The ongoing debate about the feasibility of offshore windfarms as a renewable energy source continues to generate discussion and headlines.
A key issue for potential operators is that offshore windfarms face more adverse weather conditions, such as higher wind speeds and the increased risk of being struck by lightning, than their onshore counterparts. In addition, a failed offshore turbine may take several months to repair, rather than a few days. The financial implications of repair and downtime must therefore be factored in to any calculations related to the feasibility of the operation.
This is made more difficult due to the inherent level of uncertainty involved. For example, the nascent nature of the industry means there is a shortage of historical data on the failure frequencies of the turbines.
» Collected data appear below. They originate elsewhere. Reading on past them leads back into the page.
//! Title index for identifier-less matching
//!
//! Maps a normalized title key to every entry carrying it, in listing
//! order. Lookups take the first entry: ties are broken by first-seen order,
//! never by merging.

use super::title_normalizer::normalize_title;
use crate::models::PlaylistEntry;
use std::collections::HashMap;

/// Normalized title → entries, built once per scan
#[derive(Debug, Default)]
pub struct TitleIndex {
    by_key: HashMap<String, Vec<PlaylistEntry>>,
}

impl TitleIndex {
    /// Index `entries` in listing order. Titles that normalize to an empty
    /// key are not indexed.
    pub fn build(entries: &[PlaylistEntry]) -> Self {
        let mut by_key: HashMap<String, Vec<PlaylistEntry>> = HashMap::new();
        for entry in entries {
            let key = normalize_title(&entry.title);
            if key.is_empty() {
                continue;
            }
            by_key.entry(key).or_default().push(entry.clone());
        }
        Self { by_key }
    }

    /// All entries under an already-normalized key
    pub fn lookup(&self, key: &str) -> &[PlaylistEntry] {
        if key.is_empty() {
            return &[];
        }
        self.by_key.get(key).map(Vec::as_slice).unwrap_or(&[])
    }

    /// Try each raw title in order; the first key with entries wins and its
    /// first entry is returned
    pub fn first_match<'a, I>(&self, raw_titles: I) -> Option<&PlaylistEntry>
    where
        I: IntoIterator<Item = &'a str>,
    {
        raw_titles
            .into_iter()
            .map(normalize_title)
            .find_map(|key| self.lookup(&key).first())
    }

    /// Number of distinct keys
    pub fn len(&self) -> usize {
        self.by_key.len()
    }

    pub fn is_empty(&self) -> bool {
        self.by_key.is_empty()
    }
}

#[cfg(test)]
mod tests {
    use super::*;

    fn entry(position: u32, title: &str) -> PlaylistEntry {
        PlaylistEntry::new(
            position,
            title,
            Some(format!("vid{}", position)),
            format!("PLI_{}", position),
        )
    }

    #[test]
    fn test_multiple_entries_per_key_keep_order() {
        let entries = vec![
            entry(0, "Song (Live)"),
            entry(1, "Other"),
            entry(2, "song [Official Video]"),
        ];
        let index = TitleIndex::build(&entries);

        let hits = index.lookup("song");
        assert_eq!(hits.len(), 2);
        assert_eq!(hits[0].entry_id, "PLI_0");
        assert_eq!(hits[1].entry_id, "PLI_2");
        assert_eq!(index.len(), 2);
    }

    #[test]
    fn test_first_match_tries_keys_in_order() {
        let entries = vec![entry(0, "Song"), entry(1, "Song Band")];
        let index = TitleIndex::build(&entries);

        let hit = index.first_match(["Song Band", "Song"]).unwrap();
        assert_eq!(hit.entry_id, "PLI_1");

        let hit = index.first_match(["Song Nobody", "Song"]).unwrap();
        assert_eq!(hit.entry_id, "PLI_0");

        assert!(index.first_match(["Missing Nobody", "Missing"]).is_none());
    }

    #[test]
    fn test_empty_keys_never_match() {
        let entries = vec![entry(0, "(Official Video)"), entry(1, "Real")];
        let index = TitleIndex::build(&entries);

        assert_eq!(index.len(), 1);
        assert!(index.lookup("").is_empty());
        assert!(index.first_match(["[HD]", "Official"]).is_none());
    }
}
Even information that is available is subject to uncertainties – such as the prices of crane ships and access vessels (which may vary per season and even from day-to-day), the cost of spare parts, and the electricity price, as well as the lead times of spares and vessels.
However, using @RISK (Palisade's Microsoft Excel software add-in for risk analysis using Monte Carlo simulation) for probabilistic analysis, the Energy Research Centre of the Netherlands has developed an innovative approach to determine whether offshore wind farms are financially viable from an operations and maintenance perspective. The @RISK risk simulation software model produces a distribution that determines the uncertainty associated with the downtime and maintenance costs of an offshore wind farm. This enables a project developer to make an informed decision, firstly as to whether to proceed with the project and then, if this is affirmative, the best way to do so.
Measuring the uncertainty also helps to make the project more viable in terms of financing. With the help of @RISK, wind farm developers – and their potential investors – can make informed decisions about whether an offshore operation will offer a good return on investment.